Dataset:
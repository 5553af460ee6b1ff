//! The renderer facade.
//!
//! Owns the audio-element list and the whole DSP chain. Per block:
//! encode channel-bed/object inputs into the Ambisonic mix bus, add direct
//! Ambisonic inputs, optionally rotate, run the binaural decoder, limit.
//! Configuration calls and `process` both take `&mut self`, so the borrow
//! checker serializes them; a renderer shared between threads goes behind the
//! caller's lock.

use std::sync::Arc;

use ambra_core::{
    num_ambisonic_channels, AmbraError, AmbraResult, NUM_BINAURAL_CHANNELS,
    MAX_SUPPORTED_AMBISONIC_ORDER, MAX_SUPPORTED_NUM_INPUT_CHANNELS,
    MIN_SUPPORTED_AMBISONIC_ORDER,
};
use ambra_dsp::{
    simd, AmbisonicBinauralDecoder, AmbisonicEncoder, AudioBuffer, FftManager, PeakLimiter,
    Quaternion, SoundFieldRotator,
};

use crate::assets::HrirAssetStore;
use crate::config::{config_table, AudioElementConfig};
use crate::element::AudioElementType;
use crate::hrir::create_sh_hrirs_from_assets;
use crate::resampler::Resampler;

/// Limiter release time applied to the binaural output, in milliseconds.
const LIMITER_RELEASE_MS: f64 = 50.0;
/// Limiter ceiling applied to the binaural output, in dBFS.
const LIMITER_CEILING_DB: f64 = -0.5;

/// DSP state present while the renderer is ready.
struct DspState {
    mix_bus: AudioBuffer,
    encoder: Option<AmbisonicEncoder>,
    encoder_input: AudioBuffer,
    /// Renderer input channel feeding each encoder column.
    encoder_channel_indices: Vec<usize>,
    rotator: SoundFieldRotator,
    decoder: AmbisonicBinauralDecoder,
    limiter: PeakLimiter,
}

pub struct BinauralRenderer {
    buffer_size_per_channel: usize,
    sampling_rate: u32,
    head_tracking_enabled: bool,
    world_rotation: Quaternion,
    assets: Arc<dyn HrirAssetStore>,
    resampler: Resampler,
    fft_manager: FftManager,
    audio_elements: Vec<AudioElementConfig>,
    dsp: Option<DspState>,
}

impl BinauralRenderer {
    /// Creates an empty renderer for the given block size and sampling rate.
    /// SH-HRIR banks are loaded from `assets` when elements are added.
    pub fn new(
        buffer_size_per_channel: usize,
        sampling_rate: u32,
        assets: Arc<dyn HrirAssetStore>,
    ) -> Self {
        assert!(buffer_size_per_channel > 0);
        assert!(sampling_rate > 0);
        Self {
            buffer_size_per_channel,
            sampling_rate,
            head_tracking_enabled: false,
            world_rotation: Quaternion::IDENTITY,
            assets,
            resampler: Resampler::new(),
            fft_manager: FftManager::new(buffer_size_per_channel),
            audio_elements: Vec::new(),
            dsp: None,
        }
    }

    #[inline]
    pub fn buffer_size_per_channel(&self) -> usize {
        self.buffer_size_per_channel
    }

    #[inline]
    pub fn sampling_rate(&self) -> u32 {
        self.sampling_rate
    }

    #[inline]
    pub fn num_output_channels(&self) -> usize {
        NUM_BINAURAL_CHANNELS
    }

    pub fn num_input_channels(&self) -> usize {
        self.audio_elements
            .iter()
            .map(|element| element.num_input_channels())
            .sum()
    }

    #[inline]
    pub fn num_audio_elements(&self) -> usize {
        self.audio_elements.len()
    }

    /// Appends an audio element and re-initializes the DSP. All elements must
    /// share one type; the summed channel widths are capped by the input
    /// budget. On failure the previous configuration is restored.
    pub fn add_audio_element(&mut self, element_type: AudioElementType) -> AmbraResult<()> {
        if let Some(last) = self.audio_elements.last() {
            if last.element_type() != element_type {
                log::error!(
                    "rendering mixed audio element types is not supported; remove the existing \
                     element before adding a different type"
                );
                return Err(AmbraError::FailedPrecondition(
                    "only same-typed audio elements are supported".to_string(),
                ));
            }
        }

        let mut element = AudioElementConfig::new(element_type);
        if let Some(last) = self.audio_elements.last() {
            element
                .set_first_channel_index(last.first_channel_index() + last.num_input_channels());
        }

        if self.num_input_channels() + element.num_input_channels()
            > MAX_SUPPORTED_NUM_INPUT_CHANNELS
        {
            log::error!(
                "more input channels requested than supported ({MAX_SUPPORTED_NUM_INPUT_CHANNELS})"
            );
            return Err(AmbraError::ResourceExhausted(
                "more input channels requested than supported".to_string(),
            ));
        }

        self.audio_elements.push(element);
        log::info!("added audio element: {element_type}");

        if let Err(error) = self.initialize_dsp() {
            // Restore the configuration that was live before the call.
            self.audio_elements.pop();
            if self.audio_elements.is_empty() {
                self.reset_dsp();
            } else if self.initialize_dsp().is_err() {
                log::error!("failed to restore previous configuration; renderer reset");
                self.reset();
            }
            return Err(error);
        }
        Ok(())
    }

    /// Removes the most recently added element. Succeeds as a no-op DSP-wise
    /// when that leaves the renderer empty.
    pub fn remove_last_audio_element(&mut self) -> AmbraResult<()> {
        let Some(removed) = self.audio_elements.pop() else {
            log::info!("no audio elements to remove");
            return Err(AmbraError::FailedPrecondition(
                "no audio elements to remove".to_string(),
            ));
        };
        log::info!("removed audio element: {}", removed.element_type());

        if self.audio_elements.is_empty() {
            self.reset_dsp();
            return Ok(());
        }
        self.initialize_dsp()
    }

    /// Moves every object channel of the element at `audio_element_index`.
    /// Angles in degrees, distance in meters.
    pub fn update_object_position(
        &mut self,
        audio_element_index: usize,
        azimuth: f32,
        elevation: f32,
        distance: f32,
    ) -> AmbraResult<()> {
        let Some(element) = self.audio_elements.get_mut(audio_element_index) else {
            return Err(AmbraError::InvalidArgument(
                "invalid audio element index".to_string(),
            ));
        };
        if !element.element_type().is_object() {
            return Err(AmbraError::FailedPrecondition(
                "no objects in the audio element".to_string(),
            ));
        }
        for source in element.encoded_sources_mut() {
            source.azimuth = azimuth;
            source.elevation = elevation;
            source.distance = distance;
        }
        self.update_ambisonic_encoder()
    }

    /// Adjusts the gain of every object channel of the indicated element.
    pub fn set_object_gain(&mut self, audio_element_index: usize, gain: f32) -> AmbraResult<()> {
        let Some(element) = self.audio_elements.get_mut(audio_element_index) else {
            return Err(AmbraError::InvalidArgument(
                "invalid audio element index".to_string(),
            ));
        };
        if !element.element_type().is_object() {
            return Err(AmbraError::FailedPrecondition(
                "no objects in the audio element".to_string(),
            ));
        }
        for source in element.encoded_sources_mut() {
            source.gain = gain;
        }
        self.update_ambisonic_encoder()
    }

    pub fn enable_head_tracking(&mut self, enable: bool) {
        self.head_tracking_enabled = enable;
    }

    /// Sets the head orientation as a unit quaternion (w, x, y, z).
    pub fn set_head_rotation(&mut self, w: f32, x: f32, y: f32, z: f32) {
        self.world_rotation = Quaternion::new(w, x, y, z).normalized();
    }

    /// Clears every element and all DSP state.
    pub fn reset(&mut self) {
        self.audio_elements.clear();
        self.reset_dsp();
    }

    /// Renders one block. `input` must carry every configured input channel,
    /// `output` is 2 channels of the same frame count; both match the
    /// configured buffer size. Never allocates.
    pub fn process(&mut self, input: &AudioBuffer, output: &mut AudioBuffer) {
        assert_eq!(input.num_channels(), self.num_input_channels());
        assert_eq!(input.num_frames(), self.buffer_size_per_channel);
        assert_eq!(output.num_channels(), NUM_BINAURAL_CHANNELS);
        assert_eq!(output.num_frames(), self.buffer_size_per_channel);
        let dsp = self
            .dsp
            .as_mut()
            .expect("process called on a renderer with no audio elements");

        // Encode channel-bed and object inputs into the mix bus.
        if let Some(encoder) = &dsp.encoder {
            for (column, &source_channel) in dsp.encoder_channel_indices.iter().enumerate() {
                dsp.encoder_input
                    .channel_mut(column)
                    .copy_from_slice(input.channel(source_channel));
            }
            encoder.process(&dsp.encoder_input, &mut dsp.mix_bus);
        } else {
            dsp.mix_bus.clear();
        }

        // Direct Ambisonic inputs bypass the encoder.
        for element in &self.audio_elements {
            if element.element_type().is_ambisonics() {
                for channel in 0..element.num_input_channels() {
                    simd::add_pointwise(
                        input.channel(element.first_channel_index() + channel),
                        dsp.mix_bus.channel_mut(channel),
                    );
                }
            }
        }

        if self.head_tracking_enabled {
            dsp.rotator.process(self.world_rotation, &mut dsp.mix_bus);
        }

        dsp.decoder
            .process(&dsp.mix_bus, output, &mut self.fft_manager);
        dsp.limiter.process_in_place(output);
    }

    /// Builds the whole DSP chain for the current element list.
    fn initialize_dsp(&mut self) -> AmbraResult<()> {
        if self.audio_elements.is_empty() {
            return Err(AmbraError::FailedPrecondition(
                "no audio elements configured; cannot initialize DSP".to_string(),
            ));
        }
        let order = self.audio_elements[0].binaural_filters_order();
        assert!((MIN_SUPPORTED_AMBISONIC_ORDER..=MAX_SUPPORTED_AMBISONIC_ORDER).contains(&order));
        let num_input_channels = self.num_input_channels();
        if num_input_channels == 0 {
            return Err(AmbraError::FailedPrecondition(
                "no input channels configured; cannot initialize DSP".to_string(),
            ));
        }

        self.reset_dsp();

        let num_mix_channels = num_ambisonic_channels(order);
        log::info!("initializing DSP:");
        log::info!("  - input channels: {num_input_channels}");
        log::info!("  - binaural filter order: {order}");
        log::info!("  - Ambisonic mix bus channels: {num_mix_channels}");
        log::debug!("\n{}", config_table(&self.audio_elements));

        let encoder_channel_indices = self.ambisonic_encoder_source_channel_indices();
        let encoder = if encoder_channel_indices.is_empty() {
            None
        } else {
            Some(AmbisonicEncoder::new(encoder_channel_indices.len(), order))
        };
        let encoder_input = AudioBuffer::new(
            encoder_channel_indices.len(),
            self.buffer_size_per_channel,
        );

        let sh_hrirs_left = create_sh_hrirs_from_assets(
            self.assets.as_ref(),
            &format!("{order}OA_L"),
            self.sampling_rate,
            &mut self.resampler,
        )?;
        let sh_hrirs_right = create_sh_hrirs_from_assets(
            self.assets.as_ref(),
            &format!("{order}OA_R"),
            self.sampling_rate,
            &mut self.resampler,
        )?;
        if sh_hrirs_left.num_channels() != sh_hrirs_right.num_channels()
            || sh_hrirs_left.num_frames() != sh_hrirs_right.num_frames()
        {
            return Err(AmbraError::Asset(
                "left and right SH-HRIR banks differ in shape".to_string(),
            ));
        }
        if sh_hrirs_left.num_channels() != num_mix_channels {
            return Err(AmbraError::Asset(format!(
                "SH-HRIR bank has {} channels, expected {num_mix_channels}",
                sh_hrirs_left.num_channels()
            )));
        }

        let decoder =
            AmbisonicBinauralDecoder::new(&sh_hrirs_left, &sh_hrirs_right, &mut self.fft_manager);

        self.dsp = Some(DspState {
            mix_bus: AudioBuffer::new(num_mix_channels, self.buffer_size_per_channel),
            encoder,
            encoder_input,
            encoder_channel_indices,
            rotator: SoundFieldRotator::new(order, self.buffer_size_per_channel),
            decoder,
            limiter: PeakLimiter::new(self.sampling_rate, LIMITER_RELEASE_MS, LIMITER_CEILING_DB),
        });
        self.update_ambisonic_encoder().ok();
        Ok(())
    }

    /// Drops the DSP chain and all its state.
    fn reset_dsp(&mut self) {
        if self.dsp.take().is_some() {
            log::info!("resetting DSP");
        }
    }

    /// Input channels that feed the encoder, in column order.
    fn ambisonic_encoder_source_channel_indices(&self) -> Vec<usize> {
        let mut indices = Vec::new();
        for element in &self.audio_elements {
            if element.needs_encoding() {
                for channel in 0..element.num_input_channels() {
                    indices.push(element.first_channel_index() + channel);
                }
            }
        }
        indices
    }

    /// Pushes every encoded source record into the encoder matrix.
    fn update_ambisonic_encoder(&mut self) -> AmbraResult<()> {
        let Some(dsp) = self.dsp.as_mut() else {
            return Err(AmbraError::FailedPrecondition(
                "DSP not initialized".to_string(),
            ));
        };
        let Some(encoder) = dsp.encoder.as_mut() else {
            // Nothing to encode (pure Ambisonic configuration).
            return Ok(());
        };
        let mut column = 0usize;
        for element in &self.audio_elements {
            for source in element.encoded_sources() {
                encoder.set_source(
                    column,
                    source.gain,
                    source.azimuth,
                    source.elevation,
                    source.distance,
                );
                column += 1;
            }
        }
        Ok(())
    }
}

What you have to do: Search the listing for "PeakLimiter" and show every line where it occurs.

Exercise output:
    simd, AmbisonicBinauralDecoder, AmbisonicEncoder, AudioBuffer, FftManager, PeakLimiter,
    limiter: PeakLimiter,
            limiter: PeakLimiter::new(self.sampling_rate, LIMITER_RELEASE_MS, LIMITER_CEILING_DB),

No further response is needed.